**EXERCISE REQUIREMENTS:** What you give back should be exactly the opening lines of the data, ending with the line that contains "assert_eq!(rows[0][2], 0.0);" and including it.

Records contained in a dataset

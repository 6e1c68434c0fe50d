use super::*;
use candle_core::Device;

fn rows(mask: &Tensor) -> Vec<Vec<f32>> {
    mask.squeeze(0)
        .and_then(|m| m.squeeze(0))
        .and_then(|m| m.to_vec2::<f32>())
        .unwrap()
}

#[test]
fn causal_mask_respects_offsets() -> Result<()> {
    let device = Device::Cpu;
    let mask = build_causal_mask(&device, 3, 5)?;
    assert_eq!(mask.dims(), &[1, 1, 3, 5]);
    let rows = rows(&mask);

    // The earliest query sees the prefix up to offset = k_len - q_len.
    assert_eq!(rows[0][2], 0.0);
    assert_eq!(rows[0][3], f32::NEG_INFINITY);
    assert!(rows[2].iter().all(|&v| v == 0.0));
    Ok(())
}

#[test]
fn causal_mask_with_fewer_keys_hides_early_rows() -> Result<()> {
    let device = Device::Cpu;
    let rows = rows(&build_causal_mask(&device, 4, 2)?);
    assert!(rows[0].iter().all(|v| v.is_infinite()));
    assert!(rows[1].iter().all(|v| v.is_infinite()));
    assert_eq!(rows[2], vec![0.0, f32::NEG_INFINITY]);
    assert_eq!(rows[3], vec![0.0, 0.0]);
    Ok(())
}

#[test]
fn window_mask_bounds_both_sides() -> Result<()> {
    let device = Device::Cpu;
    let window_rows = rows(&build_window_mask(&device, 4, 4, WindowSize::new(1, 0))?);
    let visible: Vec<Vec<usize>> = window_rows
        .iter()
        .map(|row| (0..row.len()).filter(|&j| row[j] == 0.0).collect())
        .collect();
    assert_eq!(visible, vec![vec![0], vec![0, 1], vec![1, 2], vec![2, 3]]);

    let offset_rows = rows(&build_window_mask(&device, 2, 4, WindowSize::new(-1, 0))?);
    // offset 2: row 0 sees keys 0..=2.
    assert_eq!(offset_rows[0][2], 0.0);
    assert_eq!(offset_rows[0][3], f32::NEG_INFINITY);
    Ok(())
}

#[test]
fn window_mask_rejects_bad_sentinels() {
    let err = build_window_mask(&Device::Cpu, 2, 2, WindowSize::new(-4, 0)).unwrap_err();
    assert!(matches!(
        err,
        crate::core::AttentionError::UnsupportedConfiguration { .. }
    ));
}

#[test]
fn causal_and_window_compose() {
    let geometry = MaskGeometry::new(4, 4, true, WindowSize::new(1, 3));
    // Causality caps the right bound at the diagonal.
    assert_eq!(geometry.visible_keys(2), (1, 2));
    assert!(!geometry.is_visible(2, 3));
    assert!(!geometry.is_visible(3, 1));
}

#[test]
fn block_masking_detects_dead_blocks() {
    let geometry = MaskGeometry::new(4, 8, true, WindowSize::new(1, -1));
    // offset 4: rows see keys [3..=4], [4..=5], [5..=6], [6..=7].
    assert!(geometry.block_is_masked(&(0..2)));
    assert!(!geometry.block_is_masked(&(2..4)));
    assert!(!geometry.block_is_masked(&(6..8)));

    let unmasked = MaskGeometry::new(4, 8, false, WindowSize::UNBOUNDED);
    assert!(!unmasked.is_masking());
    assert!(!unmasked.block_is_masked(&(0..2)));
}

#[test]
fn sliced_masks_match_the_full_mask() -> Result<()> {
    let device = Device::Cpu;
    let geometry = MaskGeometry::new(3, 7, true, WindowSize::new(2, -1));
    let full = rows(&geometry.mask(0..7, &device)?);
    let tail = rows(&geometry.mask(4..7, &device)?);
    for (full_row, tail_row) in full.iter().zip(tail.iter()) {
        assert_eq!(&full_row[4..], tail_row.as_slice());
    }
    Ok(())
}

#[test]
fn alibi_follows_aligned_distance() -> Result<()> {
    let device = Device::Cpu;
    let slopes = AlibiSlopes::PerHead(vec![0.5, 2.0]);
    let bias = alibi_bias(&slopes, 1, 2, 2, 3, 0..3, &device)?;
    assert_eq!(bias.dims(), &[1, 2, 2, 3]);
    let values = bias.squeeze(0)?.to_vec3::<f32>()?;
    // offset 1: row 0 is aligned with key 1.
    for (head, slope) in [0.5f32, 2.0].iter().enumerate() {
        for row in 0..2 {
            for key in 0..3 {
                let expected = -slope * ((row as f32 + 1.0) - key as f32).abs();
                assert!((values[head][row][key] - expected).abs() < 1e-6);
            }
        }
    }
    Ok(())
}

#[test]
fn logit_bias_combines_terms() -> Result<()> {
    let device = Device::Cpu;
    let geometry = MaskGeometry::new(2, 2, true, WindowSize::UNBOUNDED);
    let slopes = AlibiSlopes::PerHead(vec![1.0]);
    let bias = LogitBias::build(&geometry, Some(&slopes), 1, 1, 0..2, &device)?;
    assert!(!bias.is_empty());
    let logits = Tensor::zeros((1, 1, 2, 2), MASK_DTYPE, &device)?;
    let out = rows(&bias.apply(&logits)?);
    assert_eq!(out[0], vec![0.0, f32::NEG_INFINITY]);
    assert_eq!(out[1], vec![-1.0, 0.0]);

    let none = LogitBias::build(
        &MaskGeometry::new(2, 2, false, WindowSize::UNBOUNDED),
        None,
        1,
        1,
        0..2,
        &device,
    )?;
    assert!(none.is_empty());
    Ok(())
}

**REPLY:**
repository 6e1c68434c0fe50d
use super::*;
use candle_core::Device;

fn rows(mask: &Tensor) -> Vec<Vec<f32>> {
    mask.squeeze(0)
        .and_then(|m| m.squeeze(0))
        .and_then(|m| m.to_vec2::<f32>())
        .unwrap()
}

#[test]
fn causal_mask_respects_offsets() -> Result<()> {
    let device = Device::Cpu;
    let mask = build_causal_mask(&device, 3, 5)?;
    assert_eq!(mask.dims(), &[1, 1, 3, 5]);
    let rows = rows(&mask);

    // The earliest query sees the prefix up to offset = k_len - q_len.
    assert_eq!(rows[0][2], 0.0);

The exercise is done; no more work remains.